In sixth grade, we had to write about what our life would be like in twenty years. I will have two kids, I wrote. I will mostly wear sweaters and jeans. These turned out to be true. But I also wrote that I would live in Alaska and take my place in the family insurance business.

Maybe, sometimes, we can map out the big milestones of our lives. But there is no way to predict the quirky details: At 38, you will have a torrid, wholly unexpected love affair with Brussels sprouts. You will take a road trip that plunks you down in Portland, Maine. The evil fashion trend of skinny jeans will infect the world. Your son will have the same blue eyes of your brother, who will die at 21. Your daughter will have red hair and skin the color of pale cream.

***

In the sea, in a liquid vastness that dwarfs their home streams, the salmon spend the thick of their lives. They dart from orcas and seagulls. They eat and grow. After a year or two or three of wildness, they retrace their journey. They head home, following the familiar curves of shore, their bodies swiftly adapting from salt water to freshwater, from a wide life back to a narrow one.

***

Today, between waking and bedtime:

One dance party to Footloose, two to Gangnam Style.
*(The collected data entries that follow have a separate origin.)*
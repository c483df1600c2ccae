//! Shot selection, shot success, blocks, shooting fouls, and assists.
use rand::Rng;
use serde::{Deserialize, Serialize};

use crate::constants::{
    ASSIST_RATE_MIDRANGE, ASSIST_RATE_RIM, ASSIST_RATE_THREE, ASSIST_TRANSITION_FACTOR,
    BASE_RATE_DUNK, BASE_RATE_LAYUP, BASE_RATE_MIDRANGE, BASE_RATE_THREE, BASELINE_MIDRANGE_WEIGHT,
    BASELINE_RIM_WEIGHT, BASELINE_THREE_WEIGHT, BLOCK_BASE_MIDRANGE, BLOCK_BASE_RIM,
    BLOCK_BASE_THREE, BLOCK_CONTESTED_SCALE, BLOCK_K, CONTEST_DEFENDER_SCALE,
    CONTEST_PENALTY_CONTESTED, CONTEST_PENALTY_HEAVY, DUNK_BASE_SHARE, DUNK_HEIGHT_FLOOR, DUNK_K,
    FAST_PACE_RIM_BONUS, PUTBACK_BONUS, SHOOTING_FOUL_K, SHOOTING_FOUL_MIDRANGE, SHOOTING_FOUL_RIM,
    SHOOTING_FOUL_THREE, SHOT_K, SHOT_TENDENCY_SCALE, SLOW_PACE_MIDRANGE_BONUS,
    TRANSITION_BONUS_MIDRANGE, TRANSITION_BONUS_RIM, TRANSITION_BONUS_THREE, TRANSITION_RIM_BONUS,
    ZONE_RIM_PENALTY, ZONE_THREE_BONUS,
};
use crate::defense::ContestTier;
use crate::player::{Attribute, Player};
use crate::probability::{
    composite, consistency_variance, roll, rubber_band_points, select, weighted_sigmoid_probability,
    weights,
};
use crate::tactics::Pace;
use crate::trace::{TraceEntry, WeightFactor, WeightedCandidate};

#[derive(Debug, Clone, Copy, PartialEq, Eq, Hash, Serialize, Deserialize)]
#[serde(rename_all = "snake_case")]
pub enum ShotType {
    ThreePoint,
    Midrange,
    Rim,
}

impl ShotType {
    pub const ALL: [Self; 3] = [Self::ThreePoint, Self::Midrange, Self::Rim];

    #[must_use]
    pub const fn as_str(self) -> &'static str {
        match self {
            Self::ThreePoint => "three_point",
            Self::Midrange => "midrange",
            Self::Rim => "rim",
        }
    }

    /// Points for a make.
    #[must_use]
    pub const fn value(self) -> u8 {
        match self {
            Self::ThreePoint => 3,
            Self::Midrange | Self::Rim => 2,
        }
    }

    #[must_use]
    pub const fn block_base(self) -> f64 {
        match self {
            Self::ThreePoint => BLOCK_BASE_THREE,
            Self::Midrange => BLOCK_BASE_MIDRANGE,
            Self::Rim => BLOCK_BASE_RIM,
        }
    }

    const fn assist_rate(self) -> f64 {
        match self {
            Self::ThreePoint => ASSIST_RATE_THREE,
            Self::Midrange => ASSIST_RATE_MIDRANGE,
            Self::Rim => ASSIST_RATE_RIM,
        }
    }

    const fn shooting_foul_base(self) -> f64 {
        match self {
            Self::ThreePoint => SHOOTING_FOUL_THREE,
            Self::Midrange => SHOOTING_FOUL_MIDRANGE,
            Self::Rim => SHOOTING_FOUL_RIM,
        }
    }

    const fn transition_bonus(self) -> f64 {
        match self {
            Self::ThreePoint => TRANSITION_BONUS_THREE,
            Self::Midrange => TRANSITION_BONUS_MIDRANGE,
            Self::Rim => TRANSITION_BONUS_RIM,
        }
    }
}

/// How a rim attempt is finished.
#[derive(Debug, Clone, Copy, PartialEq, Eq, Hash, Serialize, Deserialize)]
#[serde(rename_all = "snake_case")]
pub enum RimFinish {
    Dunk,
    Layup,
}

/// Inputs to the shot-type draw.
#[derive(Debug, Clone, Copy)]
pub struct ShotSelectionInput<'a> {
    pub shooter: &'a Player,
    pub pace: Pace,
    pub zone_share: f64,
    pub transition: bool,
    pub three_point_boost: f64,
    pub forced: Option<ShotType>,
}

/// Draw the shot type. A forced type skips the draw.
pub fn select_shot_type<R: Rng + ?Sized>(
    input: &ShotSelectionInput<'_>,
    rng: &mut R,
) -> (ShotType, Vec<TraceEntry>) {
    if let Some(forced) = input.forced {
        return (
            forced,
            vec![TraceEntry::Note {
                text: format!("shot.type forced to {}", forced.as_str()),
            }],
        );
    }
    let tendency = (composite(input.shooter, weights::THREE_POINT)
        - composite(input.shooter, weights::LAYUP))
        * SHOT_TENDENCY_SCALE;

    let mut three = WeightedCandidate::plain(ShotType::ThreePoint.as_str(), BASELINE_THREE_WEIGHT);
    let mut midrange = WeightedCandidate::plain(ShotType::Midrange.as_str(), BASELINE_MIDRANGE_WEIGHT);
    let mut rim = WeightedCandidate::plain(ShotType::Rim.as_str(), BASELINE_RIM_WEIGHT);
    let adjust = |candidate: &mut WeightedCandidate, label: &str, value: f64| {
        if value != 0.0 {
            candidate.adjustments.push(WeightFactor::new(label, value));
            candidate.final_weight += value;
        }
    };
    adjust(&mut three, "tendency", tendency);
    adjust(&mut rim, "tendency", -tendency);
    match input.pace {
        Pace::Fast => adjust(&mut rim, "pace", FAST_PACE_RIM_BONUS),
        Pace::Slow => adjust(&mut midrange, "pace", SLOW_PACE_MIDRANGE_BONUS),
        Pace::Standard => {}
    }
    adjust(&mut three, "zone", ZONE_THREE_BONUS * input.zone_share);
    adjust(&mut rim, "zone", -ZONE_RIM_PENALTY * input.zone_share);
    if input.transition {
        adjust(&mut rim, "transition", TRANSITION_RIM_BONUS);
    }
    adjust(&mut three, "end_game", input.three_point_boost);

    let selection = select("shot.type", vec![three, midrange, rim], rng);
    (ShotType::ALL[selection.index.min(2)], selection.trace)
}

/// Whether a shooter has the size and bounce to dunk at all.
#[must_use]
pub fn can_dunk(shooter: &Player) -> bool {
    (shooter.attr(Attribute::Height) + shooter.attr(Attribute::Jumping)) / 2.0 >= DUNK_HEIGHT_FLOOR
}

/// Dunk or layup for a rim attempt. Ineligible shooters lay it up without a draw.
pub fn choose_rim_finish<R: Rng + ?Sized>(shooter: &Player, rng: &mut R) -> (RimFinish, Option<TraceEntry>) {
    if !can_dunk(shooter) {
        return (RimFinish::Layup, None);
    }
    let share = (DUNK_BASE_SHARE * composite(shooter, weights::DUNK) / 50.0).clamp(0.0, 0.9);
    let (dunk, entry) = roll("shot.rim_finish.dunk", share, rng);
    let finish = if dunk { RimFinish::Dunk } else { RimFinish::Layup };
    (finish, Some(entry))
}

/// Everything that feeds one make/miss roll.
#[derive(Debug, Clone, Copy)]
pub struct ShotInput<'a> {
    pub shooter: &'a Player,
    pub defender: &'a Player,
    pub shot: ShotType,
    pub finish: Option<RimFinish>,
    pub tier: ContestTier,
    pub transition: bool,
    pub putback: bool,
    /// Shooting team's score minus the opponent's.
    pub score_diff: i32,
}

fn shot_profile(shot: ShotType, finish: Option<RimFinish>) -> (f64, weights::WeightTable, f64) {
    match (shot, finish) {
        (ShotType::ThreePoint, _) => (BASE_RATE_THREE, weights::THREE_POINT, SHOT_K),
        (ShotType::Midrange, _) => (BASE_RATE_MIDRANGE, weights::MIDRANGE, SHOT_K),
        (ShotType::Rim, Some(RimFinish::Dunk)) => (BASE_RATE_DUNK, weights::DUNK, DUNK_K),
        (ShotType::Rim, _) => (BASE_RATE_LAYUP, weights::LAYUP, SHOT_K),
    }
}

/// Contest penalty in probability points; tighter defenders make it worse.
#[must_use]
pub fn contest_penalty(tier: ContestTier, defender_comp: f64) -> f64 {
    let scaled = (defender_comp - 50.0) * CONTEST_DEFENDER_SCALE;
    match tier {
        ContestTier::Open => 0.0,
        ContestTier::Contested => CONTEST_PENALTY_CONTESTED - scaled,
        ContestTier::Heavy => CONTEST_PENALTY_HEAVY - scaled,
    }
}

/// Make probability before consistency variance.
#[must_use]
pub fn shot_probability(input: &ShotInput<'_>) -> f64 {
    let (base, table, k) = shot_profile(input.shot, input.finish);
    let shooter_comp = composite(input.shooter, table);
    let defender_comp = composite(input.defender, weights::CONTEST);
    let mut probability = weighted_sigmoid_probability(base, shooter_comp - defender_comp, k);
    probability += contest_penalty(input.tier, defender_comp);
    if input.transition {
        probability += input.shot.transition_bonus();
    }
    if input.putback {
        probability += PUTBACK_BONUS;
    }
    probability += rubber_band_points(input.score_diff);
    probability.clamp(0.0, 1.0)
}

/// Roll make or miss. Two draws (variance, outcome).
pub fn resolve_shot<R: Rng + ?Sized>(input: &ShotInput<'_>, rng: &mut R) -> (bool, TraceEntry) {
    let probability = consistency_variance(
        shot_probability(input),
        input.shooter.attr(Attribute::Consistency),
        rng,
    );
    let label = match input.finish {
        Some(RimFinish::Dunk) => "shot.make.dunk",
        Some(RimFinish::Layup) => "shot.make.layup",
        None => match input.shot {
            ShotType::ThreePoint => "shot.make.three_point",
            ShotType::Midrange => "shot.make.midrange",
            ShotType::Rim => "shot.make.rim",
        },
    };
    roll(label, probability, rng)
}

/// Shooting-foul roll for an attempt. Open looks draw half the contact.
pub fn shooting_foul_check<R: Rng + ?Sized>(
    shooter: &Player,
    defender: &Player,
    shot: ShotType,
    tier: ContestTier,
    rng: &mut R,
) -> (bool, TraceEntry) {
    let diff = composite(shooter, weights::DRIVE) - composite(defender, weights::DISCIPLINE);
    let tier_factor = match tier {
        ContestTier::Open => 0.5,
        ContestTier::Contested => 1.0,
        ContestTier::Heavy => 1.5,
    };
    let probability =
        (weighted_sigmoid_probability(shot.shooting_foul_base(), diff, SHOOTING_FOUL_K) * tier_factor)
            .min(1.0);
    roll("foul.shooting", probability, rng)
}

/// Block probability for a missed shot; zero on open looks.
#[must_use]
pub fn block_probability(shooter: &Player, defender: &Player, shot: ShotType, tier: ContestTier) -> f64 {
    let scale = match tier {
        ContestTier::Heavy => 1.0,
        ContestTier::Contested => BLOCK_CONTESTED_SCALE,
        ContestTier::Open => return 0.0,
    };
    let (_, table, _) = shot_profile(shot, None);
    let diff = composite(defender, weights::BLOCK) - composite(shooter, table);
    weighted_sigmoid_probability(shot.block_base(), diff, BLOCK_K) * scale
}

/// Roll for a block on a miss. Open looks skip the draw.
pub fn block_check<R: Rng + ?Sized>(
    shooter: &Player,
    defender: &Player,
    shot: ShotType,
    tier: ContestTier,
    rng: &mut R,
) -> Option<(bool, TraceEntry)> {
    if tier == ContestTier::Open {
        return None;
    }
    Some(roll(
        "shot.block",
        block_probability(shooter, defender, shot, tier),
        rng,
    ))
}

/// Assist on a make: roll, then pick the passer among the shooter's teammates.
///
/// Returns the index into `lineup` of the passer.
pub fn assist_check<R: Rng + ?Sized>(
    lineup: &[Player],
    shooter: usize,
    shot: ShotType,
    transition: bool,
    rng: &mut R,
) -> (Option<usize>, Vec<TraceEntry>) {
    if lineup.len() < 2 {
        return (None, Vec::new());
    }
    let rate = if transition {
        shot.assist_rate() * ASSIST_TRANSITION_FACTOR
    } else {
        shot.assist_rate()
    };
    let (assisted, entry) = roll("shot.assist", rate, rng);
    let mut trace = vec![entry];
    if !assisted {
        return (None, trace);
    }
    let passers: Vec<usize> = (0..lineup.len()).filter(|idx| *idx != shooter).collect();
    let candidates = passers
        .iter()
        .map(|idx| {
            WeightedCandidate::plain(
                lineup[*idx].name.clone(),
                composite(&lineup[*idx], weights::PLAYMAKING),
            )
        })
        .collect();
    let selection = select("shot.assist_passer", candidates, rng);
    trace.extend(selection.trace);
    (passers.get(selection.index).copied(), trace)
}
Max pulls his pants down in front of my dad, shakes his bum and says, “I’m going to poop all over Papa!” before laughing hysterically.

Max refuses to get in his car seat after preschool. I sit in the front seat to wait as he cackles and attempts to launch himself into the passenger seat next to me. My blood boils.

Violet takes a handful of stilted steps before plopping herself belly up on a beanbag, like lazy royalty.

“Gentle,” I say to Max. Twenty-three times.

One moment where Violet blows on a little yellow piece of plastic like a horn. This makes Max laugh, which makes Violet laugh. They spray spittle on each other. They are a small pair of insane people, and I melt.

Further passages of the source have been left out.